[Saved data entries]

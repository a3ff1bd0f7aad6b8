//! F34: flash memory management (reflash).
//!
//! ## Register map
//!
//! | Register          | Address        | Width |
//! |-------------------|----------------|-------|
//! | Bootloader ID     | query + 0      | 2     |
//! | Flash properties  | query + 1      | 1     |
//! | Block size        | query + 2      | 2     |
//! | Block counts      | query + 3      | 6     |
//! | Block number      | data + 0       | 2     |
//! | Block data        | data + 1       | n     |
//! | Flash control     | data + 2       | 1     |
//! | Flash status      | data + 3       | 1     |
//!
//! Every flash command is written to the flash control register and
//! followed by a status check.

use std::fmt;

use log::{debug, warn};

use crate::bus::RegisterBus;
use crate::error::Result;

/// Flash properties bit reporting that the bootloader is unlocked.
pub const PROPERTY_UNLOCKED: u8 = 0x02;

/// Flash status bits that latch an error code.
pub const STATUS_ERROR_MASK: u8 = 0x3F;

/// Block-number high-byte mask selecting the display-config partition.
pub const DISPLAY_CONFIG_SELECT: u8 = 0x60;

/// Flash control opcodes.
#[derive(Debug, Clone, Copy, PartialEq, Eq)]
#[repr(u8)]
pub enum FlashCommand {
    /// Compute firmware CRC.
    FirmwareCrc = 0x01,
    /// Write one firmware block.
    FirmwareWrite = 0x02,
    /// Erase firmware and configuration.
    EraseAll = 0x03,
    /// Write one lockdown block.
    LockDown = 0x04,
    /// Read one config block.
    ConfigRead = 0x05,
    /// Write one config block.
    ConfigWrite = 0x06,
    /// Erase the UI configuration partition.
    EraseUiConfig = 0x07,
    /// Query the sensor ID.
    QuerySensorId = 0x08,
    /// Erase the bootloader configuration.
    EraseBlConfig = 0x09,
    /// Erase the display configuration.
    EraseDisplayConfig = 0x0A,
    /// Enter flash programming mode.
    Enable = 0x0F,
}

impl FlashCommand {
    /// Opcode byte.
    pub fn opcode(self) -> u8 {
        self as u8
    }

    /// Human-readable name used in logs.
    pub fn name(self) -> &'static str {
        match self {
            Self::FirmwareCrc => "FW_CRC",
            Self::FirmwareWrite => "WRITE_FW_BLOCK",
            Self::EraseAll => "ERASE_ALL",
            Self::LockDown => "WRITE_LOCKDOWN_BLOCK",
            Self::ConfigRead => "READ_CONFIG_BLOCK",
            Self::ConfigWrite => "WRITE_CONFIG_BLOCK",
            Self::EraseUiConfig => "ERASE_UI_CONFIG",
            Self::QuerySensorId => "READ_SENSOR_ID",
            Self::EraseBlConfig => "ERASE_BL_CONFIG",
            Self::EraseDisplayConfig => "ERASE_DISP_CONFIG",
            Self::Enable => "ENABLE_FLASH_PROG",
        }
    }
}

impl fmt::Display for FlashCommand {
    fn fmt(&self, f: &mut fmt::Formatter<'_>) -> fmt::Result {
        f.write_str(self.name())
    }
}

/// F34 registers, derived from the PDT query and data bases.
#[derive(Debug, Clone, Copy, PartialEq, Eq)]
pub struct ReflashRegisters {
    /// Query base.
    pub query_base: u8,
    /// Data base.
    pub data_base: u8,
}

impl ReflashRegisters {
    /// Derive all registers from the two PDT bases.
    pub fn from_bases(query_base: u8, data_base: u8) -> Self {
        Self {
            query_base,
            data_base,
        }
    }

    /// Bootloader ID query register.
    pub fn bootloader_id(&self) -> u8 {
        self.query_base
    }

    /// Flash properties query register.
    pub fn flash_properties(&self) -> u8 {
        self.query_base.wrapping_add(1)
    }

    /// Block size query register.
    pub fn block_size(&self) -> u8 {
        self.query_base.wrapping_add(2)
    }

    /// Block count query register (firmware, config, display config).
    pub fn block_counts(&self) -> u8 {
        self.query_base.wrapping_add(3)
    }

    /// Block number data register.
    pub fn block_number(&self) -> u8 {
        self.data_base
    }

    /// Block data register.
    pub fn block_data(&self) -> u8 {
        self.data_base.wrapping_add(1)
    }

    /// Flash control data register.
    pub fn flash_control(&self) -> u8 {
        self.data_base.wrapping_add(2)
    }

    /// Flash status data register.
    pub fn flash_status(&self) -> u8 {
        self.data_base.wrapping_add(3)
    }
}

/// Flash partitions written block by block.
#[derive(Debug, Clone, Copy, PartialEq, Eq)]
pub enum Partition {
    /// Firmware code.
    Firmware,
    /// UI configuration.
    Config,
    /// Display configuration.
    DisplayConfig,
}

impl Partition {
    /// Section name used in logs and progress reports.
    pub fn name(self) -> &'static str {
        match self {
            Self::Firmware => "firmware",
            Self::Config => "config",
            Self::DisplayConfig => "display config",
        }
    }

    /// Command that programs one block of this partition.
    pub fn write_command(self) -> FlashCommand {
        match self {
            Self::Firmware => FlashCommand::FirmwareWrite,
            Self::Config | Self::DisplayConfig => FlashCommand::ConfigWrite,
        }
    }

    /// Mask OR'd into the high byte of the block number.
    pub fn block_select(self) -> u8 {
        match self {
            Self::DisplayConfig => DISPLAY_CONFIG_SELECT,
            Self::Firmware | Self::Config => 0,
        }
    }
}

/// Block size and per-partition block counts.
#[derive(Debug, Clone, Copy, Default, PartialEq, Eq)]
pub struct FlashGeometry {
    /// Bytes per block, shared by every partition.
    pub block_size: u16,
    /// Firmware block count.
    pub firmware_blocks: u16,
    /// Config block count.
    pub config_blocks: u16,
    /// Display config block count.
    pub display_config_blocks: u16,
}

impl FlashGeometry {
    /// Number of blocks in `partition`.
    pub fn block_count(&self, partition: Partition) -> u16 {
        match partition {
            Partition::Firmware => self.firmware_blocks,
            Partition::Config => self.config_blocks,
            Partition::DisplayConfig => self.display_config_blocks,
        }
    }

    /// Bytes needed to fill `partition`.
    pub fn partition_len(&self, partition: Partition) -> usize {
        usize::from(self.block_count(partition)) * usize::from(self.block_size)
    }
}

/// Block number register payload: little-endian, with the partition
/// select mask in the high byte.
pub fn block_number_bytes(block: u16, partition: Partition) -> [u8; 2] {
    let [lo, hi] = block.to_le_bytes();
    [lo, hi | partition.block_select()]
}

/// Read block size and block counts from the query registers.
pub fn read_geometry<B: RegisterBus + ?Sized>(
    bus: &mut B,
    regs: &ReflashRegisters,
) -> Result<FlashGeometry> {
    let block_size = bus.read_u16_le(regs.block_size())?;

    let mut counts = [0u8; 6];
    bus.read(regs.block_counts(), &mut counts)?;

    let geometry = FlashGeometry {
        block_size,
        firmware_blocks: u16::from_le_bytes([counts[0], counts[1]]),
        config_blocks: u16::from_le_bytes([counts[2], counts[3]]),
        display_config_blocks: u16::from_le_bytes([counts[4], counts[5]]),
    };
    debug!("F34 geometry: {geometry:?}");
    Ok(geometry)
}

/// Read the flash status register after `command`.
///
/// Returns `true` when no error code is latched. A latched error is logged
/// and reported to the caller; it is not turned into an [`Error`].
///
/// [`Error`]: crate::Error
pub fn check_flash_status<B: RegisterBus + ?Sized>(
    bus: &mut B,
    regs: &ReflashRegisters,
    command: FlashCommand,
) -> Result<bool> {
    let status = bus.read_byte(regs.flash_status())?;
    if status & STATUS_ERROR_MASK == 0 {
        return Ok(true);
    }
    warn!("{command} failed: flash status {status:#04x}");
    Ok(false)
}

/// Whether the flash properties report an unlocked bootloader.
pub fn is_unlocked<B: RegisterBus + ?Sized>(bus: &mut B, regs: &ReflashRegisters) -> Result<bool> {
    let properties = bus.read_byte(regs.flash_properties())?;
    Ok(properties & PROPERTY_UNLOCKED != 0)
}

/// Read the 16-bit bootloader ID.
pub fn read_bootloader_id<B: RegisterBus + ?Sized>(
    bus: &mut B,
    regs: &ReflashRegisters,
) -> Result<[u8; 2]> {
    let mut id = [0u8; 2];
    bus.read(regs.bootloader_id(), &mut id)?;
    Ok(id)
}

/// Write the bootloader ID back to the block data register.
pub fn write_bootloader_id<B: RegisterBus + ?Sized>(
    bus: &mut B,
    regs: &ReflashRegisters,
    id: [u8; 2],
) -> Result<()> {
    bus.write(regs.block_data(), &id)
}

◆ What is needed: For each line in the data that holds "regs", add one to a count, then report that count alone.

◆ Task answer: 11